Feb 14 18:28:28 abc varnishd[745]: Child (749) not responding to CLI, killing it.
Feb 14 18:29:41 abc varnishd[745]: Child (749) not responding to CLI, killing it.
Feb 14 18:29:48 abc last message repeated 2 times
Feb 14 18:29:48 abc varnishd[745]: Child (749) died signal=3
Feb 14 18:29:49 abc varnishd[745]: Child cleanup complete
Feb 14 18:29:55 abc varnishd[745]: child (1380) Started
Feb 14 18:29:58 abc varnishd[745]: Pushing vcls failed: CLI communication error (hdr)

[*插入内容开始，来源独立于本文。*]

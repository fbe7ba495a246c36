use std::cell::RefCell;
use std::rc::Rc;

use super::ScalarType;

/// Destination of one property request.
///
/// A cursor binds a request group (one or more properties of the same
/// element, same type, same list-ness) to a flat byte buffer. Scalars are
/// stored back to back in host byte order, in file order; for lists the
/// per-row lengths are kept out of line in `list_counts` so that `buffer`
/// stays a plain typed array.
#[derive(Debug, Clone, PartialEq)]
pub struct DataCursor {
    /// Scalar type of the stored values.
    pub data_type: ScalarType,
    pub is_list: bool,
    /// Number of element instances feeding this cursor.
    pub count: usize,
    /// Flat scalar storage, host byte order, exactly sized after `read`.
    pub buffer: Vec<u8>,
    /// Observed per-row list lengths, in file order.
    pub list_counts: Vec<usize>,
    /// Set once `read` has filled the buffer or authored data was attached.
    pub valid: bool,
    /// Number of property names sharing this cursor (interleaved groups).
    pub(crate) members: usize,
    /// Per-row length promised by the caller; 0 means variable.
    pub(crate) fixed_list_len: usize,
    /// Bytes required, accumulated by the sizing pass.
    pub(crate) size_bytes: usize,
    /// Byte position of the next write (reading) or next read (writing).
    pub(crate) offset: usize,
    /// Index of the next `list_counts` entry the writer consumes.
    pub(crate) row: usize,
}

/// Reference-counted cursor handle.
///
/// The registry holds one entry per requested property name; all names of
/// a request group share the same handle, and the caller keeps a clone to
/// consume the buffer after `read`.
pub type SharedCursor = Rc<RefCell<DataCursor>>;

impl DataCursor {
    pub(crate) fn new(
        data_type: ScalarType,
        is_list: bool,
        count: usize,
        members: usize,
        fixed_list_len: usize,
    ) -> Self {
        DataCursor {
            data_type,
            is_list,
            count,
            buffer: Vec::new(),
            list_counts: Vec::new(),
            valid: false,
            members,
            fixed_list_len,
            size_bytes: 0,
            offset: 0,
            row: 0,
        }
    }

    pub(crate) fn into_shared(self) -> SharedCursor {
        Rc::new(RefCell::new(self))
    }

    /// Number of scalar values currently held.
    pub fn scalar_count(&self) -> usize {
        debug_assert!(self.data_type.stride() > 0);
        self.buffer.len() / self.data_type.stride()
    }

    /// Clears all state a previous `read` may have left behind.
    pub(crate) fn reset_for_read(&mut self) {
        self.buffer.clear();
        self.list_counts.clear();
        self.size_bytes = 0;
        self.offset = 0;
        self.row = 0;
        self.valid = false;
    }

    /// Rewinds the consumption state so `write` can be repeated.
    pub(crate) fn rewind(&mut self) {
        self.offset = 0;
        self.row = 0;
    }
}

Feb 14 18:29:58 abc varnishd[745]: Stopping Child
Feb 14 18:29:58 abc varnishd[745]: Child (1380) said Child starts
Feb 14 18:29:59 abc varnishd[745]: Child (1380) said Child dies
Feb 14 18:30:02 abc varnishd[745]: Child (1380) died status=1
Feb 14 18:30:04 abc varnishd[745]: Child cleanup complete
我不确定为什么进程 ID 与我之前发布的不同。也许我在故障排除时重新启动了它。我真的无法从这些日志中看出太多信息。任何帮助都非常感谢。
添加更多日志:
详情来自/etc/log/messages
:
第一次停止:
Feb 13 17:40:44 dragon75 varnishd[581]: Child (583) died signal=3
Feb 13 17:41:09 dragon75 varnishd[581]: child (2682) Started
Feb 13 17:42:31 dragon75 varnishd[581]: Child (2682) said Child starts
Feb 13 17:51:48 dragon75 varnishd[581]: Child (2682) died status=1
Feb 13 17:51:48 dragon75 varnishd[581]: Child (-1) said Child dies
第二次停止:
Feb 14 18:29:48 dragon75 varnishd[745]: Child (749) died signal=3
Feb 14 18:29:55 dragon75 varnishd[745]: child (1380) Started
Feb 14 18:29:58 dragon75 varnishd[745]: Child (1380) said Child starts
Feb 14 18:29:59 dragon75 varnishd[745]: Child (1380) said Child dies
Feb 14 18:30:02 dragon75 varnishd[745]: Child (1380) died status=1
根据消息,16:31 varnish 启动,然后 /var/log/messages 中有 5 条 MARK 消息,18:29 varnish child died 消息。中间什么都没有。
我不认为资源是瓶颈。这是一个新网站,仍处于测试阶段。我还没有真正在上面放任何东西。除了我在另一台服务器上的 uptime 脚本(它只检查主页)外,没有流量。这是我第一次使用 varnish。
答案1
将Varnish中的cli_timeout参数增加到60秒。
这控制监控父进程等待子进程响应健康检查的时间。如果操作系统正忙于将数据分页到磁盘或从磁盘分页,则 10 秒的默认值可能太低。将其增加到 1 分钟(从 4.0 开始为默认值),看看问题是否消失。
如果这没有帮助,我的下一个猜测是过于急切的日志轮换脚本会杀死比它们应该杀死的更多的人。